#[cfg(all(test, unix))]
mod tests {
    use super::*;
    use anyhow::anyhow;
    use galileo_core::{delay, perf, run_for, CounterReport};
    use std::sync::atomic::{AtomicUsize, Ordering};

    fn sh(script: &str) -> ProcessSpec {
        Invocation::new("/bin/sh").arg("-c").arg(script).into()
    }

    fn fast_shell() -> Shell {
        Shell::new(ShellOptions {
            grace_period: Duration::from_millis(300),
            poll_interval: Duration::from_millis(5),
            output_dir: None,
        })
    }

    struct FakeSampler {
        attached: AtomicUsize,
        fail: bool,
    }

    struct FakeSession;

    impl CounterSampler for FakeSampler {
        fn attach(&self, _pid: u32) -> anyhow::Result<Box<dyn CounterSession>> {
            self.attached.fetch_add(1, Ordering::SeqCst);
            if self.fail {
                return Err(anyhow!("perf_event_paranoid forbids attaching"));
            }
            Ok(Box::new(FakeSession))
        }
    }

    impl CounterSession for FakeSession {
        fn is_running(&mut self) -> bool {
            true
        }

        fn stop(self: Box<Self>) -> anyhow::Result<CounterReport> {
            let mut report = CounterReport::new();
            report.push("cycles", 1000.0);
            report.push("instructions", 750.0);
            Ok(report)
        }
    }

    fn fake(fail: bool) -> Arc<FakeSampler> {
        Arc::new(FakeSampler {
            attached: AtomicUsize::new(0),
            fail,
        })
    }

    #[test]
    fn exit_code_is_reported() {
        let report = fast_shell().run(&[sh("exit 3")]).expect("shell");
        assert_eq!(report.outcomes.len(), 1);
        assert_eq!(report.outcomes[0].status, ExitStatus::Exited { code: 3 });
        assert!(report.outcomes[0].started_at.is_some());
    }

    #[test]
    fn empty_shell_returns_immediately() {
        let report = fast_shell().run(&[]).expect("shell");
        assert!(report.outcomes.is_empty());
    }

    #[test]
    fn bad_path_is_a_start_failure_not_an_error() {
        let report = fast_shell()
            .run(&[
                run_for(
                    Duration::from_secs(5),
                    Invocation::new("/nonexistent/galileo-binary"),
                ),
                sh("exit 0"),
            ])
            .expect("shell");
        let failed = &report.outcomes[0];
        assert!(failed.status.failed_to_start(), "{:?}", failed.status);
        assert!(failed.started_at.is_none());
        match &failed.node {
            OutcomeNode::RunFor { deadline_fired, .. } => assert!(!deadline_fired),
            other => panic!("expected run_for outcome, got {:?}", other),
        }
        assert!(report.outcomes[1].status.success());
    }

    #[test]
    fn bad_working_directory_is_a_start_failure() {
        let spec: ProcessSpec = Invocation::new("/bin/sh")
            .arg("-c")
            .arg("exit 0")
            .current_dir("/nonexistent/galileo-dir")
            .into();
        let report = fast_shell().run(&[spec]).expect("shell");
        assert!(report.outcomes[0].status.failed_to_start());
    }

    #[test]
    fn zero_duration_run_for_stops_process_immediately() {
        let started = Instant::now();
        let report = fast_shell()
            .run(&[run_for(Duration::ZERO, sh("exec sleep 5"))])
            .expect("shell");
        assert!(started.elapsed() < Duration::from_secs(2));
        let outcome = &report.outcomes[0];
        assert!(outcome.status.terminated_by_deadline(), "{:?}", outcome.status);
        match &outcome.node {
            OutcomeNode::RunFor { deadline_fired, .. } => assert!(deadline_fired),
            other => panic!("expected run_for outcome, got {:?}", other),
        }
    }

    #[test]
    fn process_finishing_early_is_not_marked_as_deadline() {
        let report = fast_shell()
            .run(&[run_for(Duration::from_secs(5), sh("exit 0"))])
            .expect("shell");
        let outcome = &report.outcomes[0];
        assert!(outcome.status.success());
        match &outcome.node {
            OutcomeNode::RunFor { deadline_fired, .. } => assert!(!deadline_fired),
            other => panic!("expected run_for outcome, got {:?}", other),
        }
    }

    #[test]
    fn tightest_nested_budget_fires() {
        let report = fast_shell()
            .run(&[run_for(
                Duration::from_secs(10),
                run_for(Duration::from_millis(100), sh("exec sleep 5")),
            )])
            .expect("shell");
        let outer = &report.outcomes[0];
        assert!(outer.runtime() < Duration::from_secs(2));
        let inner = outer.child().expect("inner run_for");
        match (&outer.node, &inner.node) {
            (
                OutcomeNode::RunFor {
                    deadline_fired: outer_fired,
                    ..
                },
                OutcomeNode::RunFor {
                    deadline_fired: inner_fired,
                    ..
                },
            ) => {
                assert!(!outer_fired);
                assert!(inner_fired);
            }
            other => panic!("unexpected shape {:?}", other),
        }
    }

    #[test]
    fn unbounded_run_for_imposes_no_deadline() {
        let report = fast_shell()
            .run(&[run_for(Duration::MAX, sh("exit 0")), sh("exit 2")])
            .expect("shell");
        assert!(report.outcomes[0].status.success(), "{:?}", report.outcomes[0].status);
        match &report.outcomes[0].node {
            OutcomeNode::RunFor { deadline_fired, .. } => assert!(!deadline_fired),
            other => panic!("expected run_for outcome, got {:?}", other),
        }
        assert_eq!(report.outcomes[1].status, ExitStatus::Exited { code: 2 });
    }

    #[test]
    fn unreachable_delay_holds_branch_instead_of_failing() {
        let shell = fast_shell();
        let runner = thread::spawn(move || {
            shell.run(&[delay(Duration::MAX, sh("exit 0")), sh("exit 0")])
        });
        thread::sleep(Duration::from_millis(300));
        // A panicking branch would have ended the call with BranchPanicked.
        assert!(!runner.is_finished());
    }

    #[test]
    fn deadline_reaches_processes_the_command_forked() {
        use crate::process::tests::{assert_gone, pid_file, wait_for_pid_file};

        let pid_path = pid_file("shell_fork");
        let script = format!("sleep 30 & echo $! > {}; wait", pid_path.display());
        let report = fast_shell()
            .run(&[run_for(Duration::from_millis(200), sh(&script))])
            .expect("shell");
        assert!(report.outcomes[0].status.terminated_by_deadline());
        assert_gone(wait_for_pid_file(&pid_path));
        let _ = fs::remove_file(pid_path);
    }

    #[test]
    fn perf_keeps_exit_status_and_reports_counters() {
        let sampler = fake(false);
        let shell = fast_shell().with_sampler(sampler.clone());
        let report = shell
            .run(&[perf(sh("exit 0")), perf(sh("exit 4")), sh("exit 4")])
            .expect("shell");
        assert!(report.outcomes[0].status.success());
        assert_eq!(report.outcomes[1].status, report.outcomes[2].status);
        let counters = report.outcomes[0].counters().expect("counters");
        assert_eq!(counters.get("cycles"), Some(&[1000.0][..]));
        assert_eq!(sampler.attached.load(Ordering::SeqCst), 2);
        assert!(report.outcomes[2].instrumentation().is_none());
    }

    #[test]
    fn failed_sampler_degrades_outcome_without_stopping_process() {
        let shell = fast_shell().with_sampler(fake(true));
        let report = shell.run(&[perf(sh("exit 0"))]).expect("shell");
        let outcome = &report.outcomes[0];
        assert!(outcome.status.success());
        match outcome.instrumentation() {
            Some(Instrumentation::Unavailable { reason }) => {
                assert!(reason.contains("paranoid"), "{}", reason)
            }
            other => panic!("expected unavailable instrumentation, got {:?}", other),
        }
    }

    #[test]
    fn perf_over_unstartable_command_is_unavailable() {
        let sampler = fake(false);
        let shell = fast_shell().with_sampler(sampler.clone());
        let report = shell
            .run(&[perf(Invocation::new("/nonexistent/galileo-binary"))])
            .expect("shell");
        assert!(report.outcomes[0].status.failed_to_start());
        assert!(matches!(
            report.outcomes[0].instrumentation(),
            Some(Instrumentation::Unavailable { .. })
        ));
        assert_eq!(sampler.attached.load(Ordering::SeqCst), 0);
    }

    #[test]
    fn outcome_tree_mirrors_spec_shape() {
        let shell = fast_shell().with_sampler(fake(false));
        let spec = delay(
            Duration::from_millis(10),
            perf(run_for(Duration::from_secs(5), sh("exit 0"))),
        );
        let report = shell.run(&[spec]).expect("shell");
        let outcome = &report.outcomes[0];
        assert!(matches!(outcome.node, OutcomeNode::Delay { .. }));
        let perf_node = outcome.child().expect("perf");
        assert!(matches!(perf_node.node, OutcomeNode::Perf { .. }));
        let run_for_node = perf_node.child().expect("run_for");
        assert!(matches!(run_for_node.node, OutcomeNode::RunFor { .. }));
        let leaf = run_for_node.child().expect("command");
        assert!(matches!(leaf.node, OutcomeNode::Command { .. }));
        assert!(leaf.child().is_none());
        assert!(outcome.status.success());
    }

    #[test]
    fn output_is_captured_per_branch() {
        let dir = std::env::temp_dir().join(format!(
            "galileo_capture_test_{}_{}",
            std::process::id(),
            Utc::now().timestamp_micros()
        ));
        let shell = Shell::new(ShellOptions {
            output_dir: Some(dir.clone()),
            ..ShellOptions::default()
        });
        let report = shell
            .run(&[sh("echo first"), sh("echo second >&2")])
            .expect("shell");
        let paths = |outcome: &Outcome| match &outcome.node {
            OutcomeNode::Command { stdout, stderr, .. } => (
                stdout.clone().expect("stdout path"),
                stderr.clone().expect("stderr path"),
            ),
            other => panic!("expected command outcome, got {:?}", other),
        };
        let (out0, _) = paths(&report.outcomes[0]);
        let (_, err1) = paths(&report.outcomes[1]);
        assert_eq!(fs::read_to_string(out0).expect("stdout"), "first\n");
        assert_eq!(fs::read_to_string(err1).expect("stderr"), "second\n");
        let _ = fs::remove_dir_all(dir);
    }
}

- - -

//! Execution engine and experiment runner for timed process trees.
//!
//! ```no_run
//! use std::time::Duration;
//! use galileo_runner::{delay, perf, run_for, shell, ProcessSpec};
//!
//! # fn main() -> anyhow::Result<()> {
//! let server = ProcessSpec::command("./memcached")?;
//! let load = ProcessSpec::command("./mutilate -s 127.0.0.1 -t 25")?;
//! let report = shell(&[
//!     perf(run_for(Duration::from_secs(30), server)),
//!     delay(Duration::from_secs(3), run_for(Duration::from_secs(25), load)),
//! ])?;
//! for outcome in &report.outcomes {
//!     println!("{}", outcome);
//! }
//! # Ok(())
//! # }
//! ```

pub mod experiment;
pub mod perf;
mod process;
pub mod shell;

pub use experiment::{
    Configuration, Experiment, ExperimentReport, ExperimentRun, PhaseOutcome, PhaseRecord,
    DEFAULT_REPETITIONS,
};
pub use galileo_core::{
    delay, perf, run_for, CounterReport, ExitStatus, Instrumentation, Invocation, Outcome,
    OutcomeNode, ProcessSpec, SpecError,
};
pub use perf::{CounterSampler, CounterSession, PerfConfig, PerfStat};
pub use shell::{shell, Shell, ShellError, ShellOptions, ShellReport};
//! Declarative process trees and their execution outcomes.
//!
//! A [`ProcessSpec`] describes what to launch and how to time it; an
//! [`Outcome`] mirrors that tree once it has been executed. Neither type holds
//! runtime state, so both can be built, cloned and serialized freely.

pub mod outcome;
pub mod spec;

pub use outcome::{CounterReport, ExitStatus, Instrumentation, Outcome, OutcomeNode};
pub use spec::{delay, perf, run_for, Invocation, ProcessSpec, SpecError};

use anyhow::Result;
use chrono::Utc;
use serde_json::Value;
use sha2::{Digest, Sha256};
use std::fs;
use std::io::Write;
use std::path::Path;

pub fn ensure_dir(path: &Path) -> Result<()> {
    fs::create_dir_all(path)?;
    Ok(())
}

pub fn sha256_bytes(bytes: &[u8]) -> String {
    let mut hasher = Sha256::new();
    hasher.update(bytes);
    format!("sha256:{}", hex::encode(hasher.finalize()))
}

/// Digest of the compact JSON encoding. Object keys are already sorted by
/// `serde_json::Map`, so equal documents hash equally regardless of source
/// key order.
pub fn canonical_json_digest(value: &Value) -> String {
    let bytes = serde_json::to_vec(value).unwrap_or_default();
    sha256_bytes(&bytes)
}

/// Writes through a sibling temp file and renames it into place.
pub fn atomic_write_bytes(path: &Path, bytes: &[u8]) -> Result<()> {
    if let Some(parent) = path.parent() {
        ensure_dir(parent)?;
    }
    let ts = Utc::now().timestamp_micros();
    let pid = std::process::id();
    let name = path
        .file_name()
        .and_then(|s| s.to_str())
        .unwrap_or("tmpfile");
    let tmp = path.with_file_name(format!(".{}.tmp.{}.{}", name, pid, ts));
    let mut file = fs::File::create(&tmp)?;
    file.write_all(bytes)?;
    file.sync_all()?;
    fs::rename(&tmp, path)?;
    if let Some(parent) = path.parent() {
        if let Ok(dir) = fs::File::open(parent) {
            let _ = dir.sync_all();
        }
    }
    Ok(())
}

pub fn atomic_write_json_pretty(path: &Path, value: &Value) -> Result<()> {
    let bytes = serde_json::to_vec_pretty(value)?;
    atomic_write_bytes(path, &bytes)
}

- - -

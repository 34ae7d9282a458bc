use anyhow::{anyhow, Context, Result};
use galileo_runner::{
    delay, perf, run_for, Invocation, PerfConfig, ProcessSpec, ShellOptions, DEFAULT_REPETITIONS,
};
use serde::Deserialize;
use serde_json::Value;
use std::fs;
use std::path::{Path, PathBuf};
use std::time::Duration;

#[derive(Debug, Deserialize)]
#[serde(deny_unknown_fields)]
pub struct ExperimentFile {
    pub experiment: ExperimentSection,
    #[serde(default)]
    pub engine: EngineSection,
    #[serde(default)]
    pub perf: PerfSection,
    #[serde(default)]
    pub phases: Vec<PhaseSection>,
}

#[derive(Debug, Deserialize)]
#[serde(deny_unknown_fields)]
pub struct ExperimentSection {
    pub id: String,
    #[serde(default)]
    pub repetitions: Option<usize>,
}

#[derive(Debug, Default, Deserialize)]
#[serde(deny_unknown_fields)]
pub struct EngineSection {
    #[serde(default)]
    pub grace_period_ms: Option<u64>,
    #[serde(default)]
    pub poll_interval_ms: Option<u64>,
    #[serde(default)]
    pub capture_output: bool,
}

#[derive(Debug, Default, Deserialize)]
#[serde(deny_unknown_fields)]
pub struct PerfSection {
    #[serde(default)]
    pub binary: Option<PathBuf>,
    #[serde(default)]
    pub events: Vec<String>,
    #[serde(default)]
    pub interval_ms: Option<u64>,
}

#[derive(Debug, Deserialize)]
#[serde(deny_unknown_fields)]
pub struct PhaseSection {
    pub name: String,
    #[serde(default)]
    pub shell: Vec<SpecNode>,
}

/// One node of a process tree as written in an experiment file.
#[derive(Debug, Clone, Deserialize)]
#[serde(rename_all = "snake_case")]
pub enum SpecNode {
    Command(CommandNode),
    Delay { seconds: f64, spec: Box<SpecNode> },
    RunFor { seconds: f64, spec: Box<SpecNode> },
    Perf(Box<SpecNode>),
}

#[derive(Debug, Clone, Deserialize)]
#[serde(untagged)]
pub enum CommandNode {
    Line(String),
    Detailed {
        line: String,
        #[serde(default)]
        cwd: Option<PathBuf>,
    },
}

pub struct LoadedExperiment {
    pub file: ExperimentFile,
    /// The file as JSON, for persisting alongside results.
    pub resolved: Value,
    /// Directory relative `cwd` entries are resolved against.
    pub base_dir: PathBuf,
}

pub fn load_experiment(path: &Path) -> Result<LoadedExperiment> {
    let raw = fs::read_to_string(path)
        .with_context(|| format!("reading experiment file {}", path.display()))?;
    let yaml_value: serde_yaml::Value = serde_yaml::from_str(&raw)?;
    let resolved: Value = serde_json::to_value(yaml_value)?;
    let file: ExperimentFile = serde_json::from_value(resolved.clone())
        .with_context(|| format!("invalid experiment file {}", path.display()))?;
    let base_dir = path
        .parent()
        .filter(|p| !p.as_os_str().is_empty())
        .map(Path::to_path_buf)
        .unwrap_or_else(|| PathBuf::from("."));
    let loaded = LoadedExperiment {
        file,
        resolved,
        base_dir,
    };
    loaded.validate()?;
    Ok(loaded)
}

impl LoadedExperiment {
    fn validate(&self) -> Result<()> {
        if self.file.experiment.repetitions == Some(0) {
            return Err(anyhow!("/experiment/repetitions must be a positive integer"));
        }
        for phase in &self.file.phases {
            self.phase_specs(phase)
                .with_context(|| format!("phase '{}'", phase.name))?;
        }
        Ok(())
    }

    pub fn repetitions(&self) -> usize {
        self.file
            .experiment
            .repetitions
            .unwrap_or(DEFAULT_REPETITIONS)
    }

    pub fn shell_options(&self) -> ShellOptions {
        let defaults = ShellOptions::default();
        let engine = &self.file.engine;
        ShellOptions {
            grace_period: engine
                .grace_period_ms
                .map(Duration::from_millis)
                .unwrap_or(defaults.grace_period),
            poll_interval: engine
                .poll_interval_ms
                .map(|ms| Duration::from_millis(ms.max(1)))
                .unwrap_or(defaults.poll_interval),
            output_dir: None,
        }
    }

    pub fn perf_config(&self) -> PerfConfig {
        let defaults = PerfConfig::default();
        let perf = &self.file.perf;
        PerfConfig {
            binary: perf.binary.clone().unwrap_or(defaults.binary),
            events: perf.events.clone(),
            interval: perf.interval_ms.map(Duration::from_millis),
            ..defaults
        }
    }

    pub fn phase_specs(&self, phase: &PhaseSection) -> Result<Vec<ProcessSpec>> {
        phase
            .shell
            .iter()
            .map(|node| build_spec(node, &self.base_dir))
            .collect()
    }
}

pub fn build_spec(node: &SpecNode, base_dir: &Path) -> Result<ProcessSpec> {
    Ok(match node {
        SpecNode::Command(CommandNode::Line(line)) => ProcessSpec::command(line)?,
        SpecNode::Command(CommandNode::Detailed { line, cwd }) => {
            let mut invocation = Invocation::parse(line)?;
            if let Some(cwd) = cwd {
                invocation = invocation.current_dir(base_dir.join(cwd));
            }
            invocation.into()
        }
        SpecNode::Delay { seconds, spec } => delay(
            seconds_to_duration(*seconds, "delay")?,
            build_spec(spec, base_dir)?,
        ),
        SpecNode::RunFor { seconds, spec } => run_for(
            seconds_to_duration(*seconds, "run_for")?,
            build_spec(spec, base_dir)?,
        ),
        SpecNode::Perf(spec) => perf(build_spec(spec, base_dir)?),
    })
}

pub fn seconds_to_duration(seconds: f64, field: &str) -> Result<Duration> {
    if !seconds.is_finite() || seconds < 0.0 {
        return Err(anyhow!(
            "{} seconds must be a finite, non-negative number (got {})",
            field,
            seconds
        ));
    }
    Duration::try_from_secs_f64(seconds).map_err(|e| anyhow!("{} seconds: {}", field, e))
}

- - -

:: What is being asked ::
What is needed is every line from the data above that includes the string "script", copied out.

:: Output for this exercise ::
    fn sh(script: &str) -> ProcessSpec {
        Invocation::new("/bin/sh").arg("-c").arg(script).into()
        let script = format!("sleep 30 & echo $! > {}; wait", pid_path.display());
            .run(&[run_for(Duration::from_millis(200), sh(&script))])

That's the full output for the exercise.